◆ Exercise: Output range, inclusive: from the line containing "use std::path::PathBuf;" to the line containing "entry no longer". Restate those lines from the data below word for word and only those.
+++ Records for the exercise +++
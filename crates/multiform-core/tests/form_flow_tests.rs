//! Integration tests for the form state model driven through dotted field paths

use multiform_core::datetime::{select_date, select_time_component_str};
use multiform_core::{
    validate, Field, FieldValue, FormState, FormValues, ModeKind, ValidForm,
};
use chrono::{NaiveDate, NaiveDateTime};

fn set(state: &mut FormState, path: &str, value: FieldValue) {
    let field: Field = path.parse().expect("known field");
    state.set_field(field, value).expect("field accepts value");
}

fn at(y: i32, m: u32, d: u32, h: u32, min: u32, s: u32) -> NaiveDateTime {
    NaiveDate::from_ymd_opt(y, m, d)
        .unwrap()
        .and_hms_opt(h, min, s)
        .unwrap()
}

#[test]
fn test_end_to_end_two_blank_plan_names() {
    let mut state = FormState::new();
    set(&mut state, "email", FieldValue::from("a@b.com"));
    set(&mut state, "mode", FieldValue::Mode(ModeKind::Create));
    set(&mut state, "isCheck", FieldValue::Bool(true));

    state.append_day().unwrap();
    assert_eq!(
        state.watch("days.0.dayIndex".parse().unwrap()).unwrap(),
        FieldValue::Index(0)
    );
    set(&mut state, "days.0.steps.0.planName", FieldValue::from("run"));

    let mut calls = 0;
    let mut handler = |_: &ValidForm| calls += 1;
    let report = state.submit(&mut handler).unwrap_err();

    let paths: Vec<String> = report.iter().map(|e| e.path.to_string()).collect();
    assert_eq!(
        paths,
        vec!["days.0.steps.1.planName", "days.0.steps.2.planName"]
    );
    assert_eq!(calls, 0);

    // Errors route to the offending fields
    assert!(state
        .error_for(Field::PlanName { day: 0, step: 1 })
        .is_some());
    assert!(state
        .error_for(Field::PlanName { day: 0, step: 0 })
        .is_none());
}

#[test]
fn test_fixing_fields_after_submit_clears_errors_then_submits() {
    let mut state = FormState::new();
    set(&mut state, "email", FieldValue::from("a@b.com"));
    set(&mut state, "isCheck", FieldValue::Bool(true));
    state.append_day().unwrap();

    let mut submitted: Vec<ValidForm> = Vec::new();
    assert!(state
        .submit(&mut |f: &ValidForm| submitted.push(f.clone()))
        .is_err());
    assert_eq!(state.errors().len(), 3);

    set(&mut state, "days.0.steps.0.planName", FieldValue::from("a"));
    set(&mut state, "days.0.steps.1.planName", FieldValue::from("b"));
    assert_eq!(state.errors().len(), 1);
    set(&mut state, "days.0.steps.2.planName", FieldValue::from("c"));
    assert!(state.errors().is_empty());

    let form = state
        .submit(&mut |f: &ValidForm| submitted.push(f.clone()))
        .unwrap();
    assert_eq!(submitted.len(), 1);
    assert_eq!(form.checked.days()[0].steps[2].plan_name, "c");
}

#[test]
fn test_toggle_round_trip_leaves_no_days() {
    let mut state = FormState::new();
    set(&mut state, "isCheck", FieldValue::Bool(true));
    for _ in 0..3 {
        state.append_day().unwrap();
    }
    set(&mut state, "days.2.steps.1.desc", FieldValue::from("stretch"));

    set(&mut state, "isCheck", FieldValue::Bool(false));
    set(&mut state, "isCheck", FieldValue::Bool(true));

    assert_eq!(
        state.watch(Field::Days).unwrap(),
        FieldValue::Days(Some(Vec::new()))
    );
}

#[test]
fn test_remove_day_shrinks_list_and_drops_identity() {
    let mut state = FormState::new();
    set(&mut state, "isCheck", FieldValue::Bool(true));
    let keys: Vec<_> = (0..4).map(|_| state.append_day().unwrap()).collect();

    for (removed_at, expected_len) in [(2, 3), (0, 2)] {
        let before = state.days().len();
        let removed_key = state.days()[removed_at].key;
        state.remove_day(removed_at).unwrap();
        assert_eq!(state.days().len(), before - 1);
        assert_eq!(state.days().len(), expected_len);
        assert!(state.days().iter().all(|d| d.key != removed_key));
    }

    let remaining: Vec<_> = state.days().iter().map(|d| d.key).collect();
    assert_eq!(remaining, vec![keys[1], keys[3]]);
}

#[test]
fn test_four_shape_combinations() {
    let named_days = || {
        let mut state = FormState::new();
        set(&mut state, "isCheck", FieldValue::Bool(true));
        state.append_day().unwrap();
        for step in 0..3 {
            state
                .set_field(Field::PlanName { day: 0, step }, FieldValue::from("x"))
                .unwrap();
        }
        state.values().days
    };

    for mode in [ModeKind::Create, ModeKind::Edit] {
        for is_check in [false, true] {
            let values = FormValues {
                email: "a@b.com".to_string(),
                mode,
                phone_number: (mode == ModeKind::Edit).then_some(13800138000),
                is_check,
                days: if is_check { named_days() } else { None },
                start_date: None,
            };
            let form = validate(&values).unwrap();
            assert_eq!(form.mode.kind(), mode);
            assert_eq!(form.checked.is_checked(), is_check);
        }
    }
}

#[test]
fn test_date_time_picker_writes_back_into_form() {
    let mut state = FormState::new();
    let now = at(2030, 1, 1, 0, 0, 0);

    let first = select_time_component_str(state.start_date(), "hour", "5", now).unwrap();
    set(&mut state, "start_date", FieldValue::Timestamp(Some(first)));
    assert_eq!(state.start_date(), Some(at(2030, 1, 1, 5, 0, 0)));

    let picked = NaiveDate::from_ymd_opt(2024, 3, 3).unwrap();
    let merged = select_date(state.start_date(), picked);
    set(&mut state, "start_date", FieldValue::Timestamp(Some(merged)));
    assert_eq!(state.start_date(), Some(at(2024, 3, 3, 5, 0, 0)));

    set(&mut state, "email", FieldValue::from("a@b.com"));
    let form = state.submit(&mut |_: &ValidForm| {}).unwrap();
    assert_eq!(form.start_date, Some(at(2024, 3, 3, 5, 0, 0)));
}
//! Root Leptos component

use leptos::prelude::*;

use crate::components::{Header, ToastProvider};
use crate::pages::MultiForm;

/// Main App component
#[component]
pub fn App() -> impl IntoView {
    view! {
        <ToastProvider>
            <div class="app">
                <Header />
                <main class="content">
                    <MultiForm />
                </main>
            </div>
        </ToastProvider>
    }
}
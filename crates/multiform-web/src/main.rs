//! WASM entry point for the Leptos CSR app

use leptos::mount::mount_to_body;
use multiform_web::App;

fn main() {
    console_error_panic_hook::set_once();
    mount_to_body(App);
}
//! Multi-step form page

use leptos::ev::SubmitEvent;
use leptos::prelude::*;
use multiform_core::{Field, FieldValue, ModeKind};

use crate::components::{use_toast, DateTimePicker, DayPlanList, FormItem};
use crate::form::{ConsoleSubmitHandler, FormHandle};

#[component]
pub fn MultiForm() -> impl IntoView {
    let form = FormHandle::new();
    provide_context(form);
    let toast = use_toast();

    let mode = form.mode();
    let is_check = form.is_check();
    let phone_number = form.phone_number();
    let start_date = form.start_date();

    let on_submit = move |ev: SubmitEvent| {
        ev.prevent_default();
        match form.submit(&mut ConsoleSubmitHandler) {
            Some(Ok(_)) => toast.success("Form submitted"),
            Some(Err(report)) => toast.error(format!("Please fix {} field(s)", report.len())),
            None => {}
        }
    };

    view! {
        <div class="page multi-form">
            <h2 class="page-title">"Multi Form"</h2>
            <form class="form" novalidate on:submit=on_submit>
                <FormItem
                    label="Email"
                    description="This is your email."
                    control_id="email"
                    error=form.error(Field::Email)
                >
                    <input
                        id="email"
                        class="input"
                        type="email"
                        placeholder="email"
                        prop:value=move || form.text(Field::Email)
                        on:input=move |ev| {
                            form.set_field(Field::Email, FieldValue::Text(event_target_value(&ev)))
                        }
                    />
                </FormItem>

                <FormItem label="Mode" control_id="mode" error=form.error(Field::Mode)>
                    <select
                        id="mode"
                        class="select"
                        prop:value=move || mode.get().to_string()
                        on:change=move |ev| {
                            match event_target_value(&ev).parse::<ModeKind>() {
                                Ok(kind) => form.set_field(Field::Mode, FieldValue::Mode(kind)),
                                Err(e) => leptos::logging::warn!("mode select: {}", e),
                            }
                        }
                    >
                        <option value="create">"Create"</option>
                        <option value="edit">"Edit"</option>
                    </select>
                </FormItem>

                <Show when=move || mode.get() == ModeKind::Edit>
                    <FormItem
                        label="Phone number"
                        description="11 digits."
                        control_id="phone-number"
                        error=form.error(Field::PhoneNumber)
                    >
                        <input
                            id="phone-number"
                            class="input"
                            type="number"
                            inputmode="numeric"
                            placeholder="phoneNumber"
                            prop:value=move || {
                                phone_number.get().map(|n| n.to_string()).unwrap_or_default()
                            }
                            on:input=move |ev| {
                                // Unparseable input counts as missing
                                let number = event_target_value(&ev).trim().parse::<i64>().ok();
                                form.set_field(Field::PhoneNumber, FieldValue::Integer(number));
                            }
                        />
                    </FormItem>
                </Show>

                <FormItem
                    label="Start date"
                    control_id="start-date"
                    error=form.error(Field::StartDate)
                >
                    <DateTimePicker
                        id="start-date"
                        value=start_date
                        on_change=Callback::new(move |ts| {
                            form.set_field(Field::StartDate, FieldValue::Timestamp(Some(ts)))
                        })
                    />
                </FormItem>

                <div class="form-item checkbox-item">
                    <input
                        id="is-check"
                        type="checkbox"
                        class="checkbox"
                        prop:checked=move || is_check.get()
                        on:change=move |ev| {
                            form.set_field(Field::IsCheck, FieldValue::Bool(event_target_checked(&ev)))
                        }
                    />
                    <div class="checkbox-text">
                        <label class="form-label" for="is-check">"Yes or No"</label>
                        <p class="form-description">"No desc."</p>
                    </div>
                </div>

                <Show when=move || is_check.get()>
                    <DayPlanList />
                </Show>

                <button type="submit" class="btn btn-primary">"Submit"</button>
            </form>
        </div>
    }
}
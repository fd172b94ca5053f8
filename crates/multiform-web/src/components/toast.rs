//! Toast notifications for submit outcomes

use leptos::prelude::*;
use std::time::Duration;

/// Toast kind (determines styling and lifetime)
#[derive(Debug, Clone, Copy, PartialEq, Eq)]
pub enum ToastKind {
    Success,
    Error,
}

impl ToastKind {
    fn class(&self) -> &'static str {
        match self {
            ToastKind::Success => "toast toast-success",
            ToastKind::Error => "toast toast-error",
        }
    }

    fn lifetime(&self) -> Duration {
        match self {
            ToastKind::Success => Duration::from_millis(3000),
            // Errors stay longer
            ToastKind::Error => Duration::from_millis(5000),
        }
    }
}

#[derive(Debug, Clone, PartialEq)]
struct Toast {
    id: u64,
    message: String,
    kind: ToastKind,
}

/// Shared toast queue, provided at the app root
#[derive(Clone, Copy)]
pub struct ToastContext {
    toasts: RwSignal<Vec<Toast>>,
    next_id: StoredValue<u64>,
}

impl ToastContext {
    pub fn new() -> Self {
        Self {
            toasts: RwSignal::new(Vec::new()),
            next_id: StoredValue::new(0),
        }
    }

    /// Queue a toast; it dismisses itself after its kind's lifetime
    pub fn show(&self, message: impl Into<String>, kind: ToastKind) {
        let id = self.next_id.get_value();
        self.next_id.update_value(|n| *n += 1);

        self.toasts.update(|toasts| {
            toasts.push(Toast {
                id,
                message: message.into(),
                kind,
            })
        });

        let toasts = self.toasts;
        set_timeout(
            move || toasts.update(|toasts| toasts.retain(|t| t.id != id)),
            kind.lifetime(),
        );
    }

    pub fn success(&self, message: impl Into<String>) {
        self.show(message, ToastKind::Success);
    }

    pub fn error(&self, message: impl Into<String>) {
        self.show(message, ToastKind::Error);
    }

    pub fn dismiss(&self, id: u64) {
        self.toasts.update(|toasts| toasts.retain(|t| t.id != id));
    }
}

impl Default for ToastContext {
    fn default() -> Self {
        Self::new()
    }
}

/// Wraps the app root and renders the toaster after it
#[component]
pub fn ToastProvider(children: Children) -> impl IntoView {
    let toasts = ToastContext::new();
    provide_context(toasts);

    view! {
        {children()}
        <div class="toast-container">
            <For
                each=move || toasts.toasts.get()
                key=|toast| toast.id
                children=move |toast| {
                    let id = toast.id;
                    view! {
                        <div class=toast.kind.class() role="status">
                            <span class="toast-message">{toast.message}</span>
                            <button
                                type="button"
                                class="toast-close"
                                on:click=move |_| toasts.dismiss(id)
                                aria-label="Dismiss"
                            >
                                "×"
                            </button>
                        </div>
                    }
                }
            />
        </div>
    }
}

/// Toast queue from context
pub fn use_toast() -> ToastContext {
    expect_context::<ToastContext>()
}
//! Error types for multiform-core
//!
//! `CoreError` covers misuse of the form API and IO at the edges. User-facing
//! validation failures are not errors in this sense: they are reported through
//! [`ValidationReport`](crate::validation::ValidationReport).

use std::path::PathBuf;
use thiserror::Error;

/// Core error type for multiform operations
#[derive(Error, Debug)]
pub enum CoreError {
    // ===================
    // Field Addressing
    // ===================
    #[error("Unknown field: {path}")]
    UnknownField { path: String },

    #[error("Field {field} expects {expected}, got {actual}")]
    TypeMismatch {
        field: String,
        expected: &'static str,
        actual: &'static str,
    },

    #[error("Index {index} out of range for {field} (len {len})")]
    IndexOutOfRange {
        field: String,
        index: usize,
        len: usize,
    },

    #[error("Day plans are only available while isCheck is set")]
    DaysUnavailable,

    #[error("Day entry no longer exists")]
    DayNotFound,

    // ===================
    // Date-Time Selection
    // ===================
    #[error("Invalid time unit: {unit} (expected hour, minute or second)")]
    InvalidTimeUnit { unit: String },

    #[error("Invalid {unit} value: {value}")]
    InvalidTimeValue { unit: &'static str, value: String },

    #[error("Value {value} out of range for {unit} (0..={max})")]
    TimeComponentOutOfRange {
        unit: &'static str,
        value: u32,
        max: u32,
    },

    // ===================
    // IO Errors
    // ===================
    #[error("Failed to read file: {path}")]
    FileRead {
        path: PathBuf,
        #[source]
        source: std::io::Error,
    },

    #[error("Failed to parse JSON in {path}: {message}")]
    JsonParse {
        path: PathBuf,
        message: String,
        #[source]
        source: serde_json::Error,
    },
}

impl CoreError {
    /// Short actionable hint for CLI output, when one exists
    pub fn suggestion(&self) -> Option<String> {
        match self {
            CoreError::FileRead { path, .. } => {
                Some(format!("Check the file exists and is readable: {}", path.display()))
            }
            CoreError::JsonParse { .. } => {
                Some("Validate JSON syntax with: jq . <file>".to_string())
            }
            CoreError::UnknownField { .. } => Some(
                "Known fields: email, mode, phoneNumber, isCheck, days, start_date".to_string(),
            ),
            _ => None,
        }
    }
}
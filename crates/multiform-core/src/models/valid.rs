//! Normalized form value produced by successful validation

use super::form::{DayPlan, FormValues, ModeKind};
use chrono::NaiveDateTime;
use std::fmt;

/// Phone number with exactly 11 digits
#[derive(Debug, Clone, Copy, PartialEq, Eq, Hash)]
pub struct PhoneNumber(i64);

impl PhoneNumber {
    pub const DIGITS: u32 = 11;

    const MIN: i64 = 10_000_000_000;
    const MAX: i64 = 99_999_999_999;

    pub fn new(value: i64) -> Option<Self> {
        (Self::MIN..=Self::MAX).contains(&value).then_some(Self(value))
    }

    pub fn get(&self) -> i64 {
        self.0
    }
}

impl fmt::Display for PhoneNumber {
    fn fmt(&self, f: &mut fmt::Formatter<'_>) -> fmt::Result {
        write!(f, "{}", self.0)
    }
}

/// Create/edit choice; edit carries the phone number it requires
#[derive(Debug, Clone, Copy, PartialEq, Eq)]
pub enum Mode {
    Create,
    Edit { phone_number: PhoneNumber },
}

impl Mode {
    pub fn kind(&self) -> ModeKind {
        match self {
            Mode::Create => ModeKind::Create,
            Mode::Edit { .. } => ModeKind::Edit,
        }
    }
}

/// Checkbox choice; checked carries the day plans it requires
#[derive(Debug, Clone, PartialEq, Eq)]
pub enum CheckedState {
    Unchecked,
    Checked { days: Vec<DayPlan> },
}

impl CheckedState {
    pub fn is_checked(&self) -> bool {
        matches!(self, CheckedState::Checked { .. })
    }

    pub fn days(&self) -> &[DayPlan] {
        match self {
            CheckedState::Unchecked => &[],
            CheckedState::Checked { days } => days,
        }
    }
}

/// Form value that passed full-schema validation
#[derive(Debug, Clone, PartialEq, Eq)]
pub struct ValidForm {
    pub email: String,
    pub mode: Mode,
    pub checked: CheckedState,
    pub start_date: Option<NaiveDateTime>,
}

impl From<ValidForm> for FormValues {
    fn from(form: ValidForm) -> Self {
        let phone_number = match form.mode {
            Mode::Create => None,
            Mode::Edit { phone_number } => Some(phone_number.get()),
        };
        let (is_check, days) = match form.checked {
            CheckedState::Unchecked => (false, None),
            CheckedState::Checked { days } => (true, Some(days)),
        };

        FormValues {
            email: form.email,
            mode: form.mode.kind(),
            phone_number,
            is_check,
            days,
            start_date: form.start_date,
        }
    }
}

#[cfg(test)]
mod tests {
    use super::*;

    #[test]
    fn test_phone_number_requires_eleven_digits() {
        assert!(PhoneNumber::new(13800138000).is_some());
        assert!(PhoneNumber::new(99_999_999_999).is_some());
        assert!(PhoneNumber::new(1380013800).is_none());
        assert!(PhoneNumber::new(138001380001).is_none());
        assert!(PhoneNumber::new(11).is_none());
        assert!(PhoneNumber::new(-13800138000).is_none());
    }

    #[test]
    fn test_into_values_drops_inactive_branches() {
        let form = ValidForm {
            email: "a@b.com".to_string(),
            mode: Mode::Create,
            checked: CheckedState::Unchecked,
            start_date: None,
        };
        let values = FormValues::from(form);
        assert_eq!(values.mode, ModeKind::Create);
        assert!(values.phone_number.is_none());
        assert!(!values.is_check);
        assert!(values.days.is_none());
    }

    #[test]
    fn test_into_values_keeps_active_branches() {
        let phone_number = PhoneNumber::new(13800138000).unwrap();
        let form = ValidForm {
            email: "a@b.com".to_string(),
            mode: Mode::Edit { phone_number },
            checked: CheckedState::Checked {
                days: vec![DayPlan::blank(0)],
            },
            start_date: None,
        };
        let values = FormValues::from(form);
        assert_eq!(values.phone_number, Some(13800138000));
        assert!(values.is_check);
        assert_eq!(values.days.map(|d| d.len()), Some(1));
    }
}
//! Field addressing for `set_field` / `watch`

use crate::error::CoreError;
use crate::models::{DayPlan, ModeKind};
use crate::validation::{FieldPath, PathSegment};
use chrono::NaiveDateTime;
use std::fmt;
use std::str::FromStr;

/// Addressable form field
#[derive(Debug, Clone, Copy, PartialEq, Eq, Hash)]
pub enum Field {
    Email,
    Mode,
    PhoneNumber,
    IsCheck,
    Days,
    DayIndex { day: usize },
    PlanName { day: usize, step: usize },
    Desc { day: usize, step: usize },
    StartDate,
}

impl Field {
    /// Dotted path used in validation errors
    pub fn path(&self) -> FieldPath {
        let root = FieldPath::root();
        match *self {
            Field::Email => root.key("email"),
            Field::Mode => root.key("mode"),
            Field::PhoneNumber => root.key("phoneNumber"),
            Field::IsCheck => root.key("isCheck"),
            Field::Days => root.key("days"),
            Field::DayIndex { day } => root.key("days").index(day).key("dayIndex"),
            Field::PlanName { day, step } => root
                .key("days")
                .index(day)
                .key("steps")
                .index(step)
                .key("planName"),
            Field::Desc { day, step } => root
                .key("days")
                .index(day)
                .key("steps")
                .index(step)
                .key("desc"),
            Field::StartDate => root.key("start_date"),
        }
    }

    fn expected(&self) -> &'static str {
        match self {
            Field::Email | Field::PlanName { .. } | Field::Desc { .. } => "text",
            Field::Mode => "mode",
            Field::PhoneNumber => "integer",
            Field::IsCheck => "bool",
            Field::Days => "days",
            Field::DayIndex { .. } => "index",
            Field::StartDate => "timestamp",
        }
    }

    pub(crate) fn mismatch(&self, actual: &FieldValue) -> CoreError {
        CoreError::TypeMismatch {
            field: self.to_string(),
            expected: self.expected(),
            actual: actual.kind(),
        }
    }
}

impl fmt::Display for Field {
    fn fmt(&self, f: &mut fmt::Formatter<'_>) -> fmt::Result {
        write!(f, "{}", self.path())
    }
}

impl TryFrom<&FieldPath> for Field {
    type Error = CoreError;

    fn try_from(path: &FieldPath) -> Result<Self, Self::Error> {
        use PathSegment::{Index, Key};

        let field = match path.segments() {
            [Key(k)] => match k.as_str() {
                "email" => Some(Field::Email),
                "mode" => Some(Field::Mode),
                "phoneNumber" => Some(Field::PhoneNumber),
                "isCheck" => Some(Field::IsCheck),
                "days" => Some(Field::Days),
                "start_date" => Some(Field::StartDate),
                _ => None,
            },
            [Key(days), Index(day), Key(leaf)] if days == "days" && leaf == "dayIndex" => {
                Some(Field::DayIndex { day: *day })
            }
            [Key(days), Index(day), Key(steps), Index(step), Key(leaf)]
                if days == "days" && steps == "steps" =>
            {
                match leaf.as_str() {
                    "planName" => Some(Field::PlanName {
                        day: *day,
                        step: *step,
                    }),
                    "desc" => Some(Field::Desc {
                        day: *day,
                        step: *step,
                    }),
                    _ => None,
                }
            }
            _ => None,
        };

        field.ok_or_else(|| CoreError::UnknownField {
            path: path.to_string(),
        })
    }
}

impl FromStr for Field {
    type Err = CoreError;

    fn from_str(s: &str) -> Result<Self, Self::Err> {
        let path: FieldPath = match s.parse() {
            Ok(path) => path,
            Err(never) => match never {},
        };
        Field::try_from(&path)
    }
}

/// Value carried in and out of a field
#[derive(Debug, Clone, PartialEq, Eq)]
pub enum FieldValue {
    Text(String),
    Mode(ModeKind),
    Integer(Option<i64>),
    Bool(bool),
    Index(usize),
    Days(Option<Vec<DayPlan>>),
    Timestamp(Option<NaiveDateTime>),
}

impl FieldValue {
    pub fn kind(&self) -> &'static str {
        match self {
            FieldValue::Text(_) => "text",
            FieldValue::Mode(_) => "mode",
            FieldValue::Integer(_) => "integer",
            FieldValue::Bool(_) => "bool",
            FieldValue::Index(_) => "index",
            FieldValue::Days(_) => "days",
            FieldValue::Timestamp(_) => "timestamp",
        }
    }

    pub fn as_text(&self) -> Option<&str> {
        match self {
            FieldValue::Text(text) => Some(text),
            _ => None,
        }
    }

    pub fn as_bool(&self) -> Option<bool> {
        match self {
            FieldValue::Bool(b) => Some(*b),
            _ => None,
        }
    }
}

impl From<String> for FieldValue {
    fn from(value: String) -> Self {
        FieldValue::Text(value)
    }
}

impl From<&str> for FieldValue {
    fn from(value: &str) -> Self {
        FieldValue::Text(value.to_string())
    }
}

impl From<bool> for FieldValue {
    fn from(value: bool) -> Self {
        FieldValue::Bool(value)
    }
}

impl From<ModeKind> for FieldValue {
    fn from(value: ModeKind) -> Self {
        FieldValue::Mode(value)
    }
}
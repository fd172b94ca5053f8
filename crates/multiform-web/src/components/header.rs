//! Header component

use leptos::prelude::*;

/// Page header with title and subtitle
#[component]
pub fn Header() -> impl IntoView {
    view! {
        <header class="header">
            <div class="header-content">
                <h1 class="logo">"multiform"</h1>
                <p class="subtitle">"Multi-step form demo"</p>
            </div>
        </header>
    }
}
+++
◆ Exercise result:
use std::path::PathBuf;
use thiserror::Error;

/// Core error type for multiform operations
#[derive(Error, Debug)]
pub enum CoreError {
    // ===================
    // Field Addressing
    // ===================
    #[error("Unknown field: {path}")]
    UnknownField { path: String },

    #[error("Field {field} expects {expected}, got {actual}")]
    TypeMismatch {
        field: String,
        expected: &'static str,
        actual: &'static str,
    },

    #[error("Index {index} out of range for {field} (len {len})")]
    IndexOutOfRange {
        field: String,
        index: usize,
        len: usize,
    },

    #[error("Day plans are only available while isCheck is set")]
    DaysUnavailable,

    #[error("Day entry no longer exists")]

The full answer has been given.